[Start of section]

pub mod distributor_state;
pub mod claim_state;

pub use distributor_state::*;
pub use claim_state::*;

[End of section]

**Exercise**
Set every line of the data down again, word for word.

**Exercise answer**
pub mod distributor_state;
pub mod claim_state;

pub use distributor_state::*;
pub use claim_state::*;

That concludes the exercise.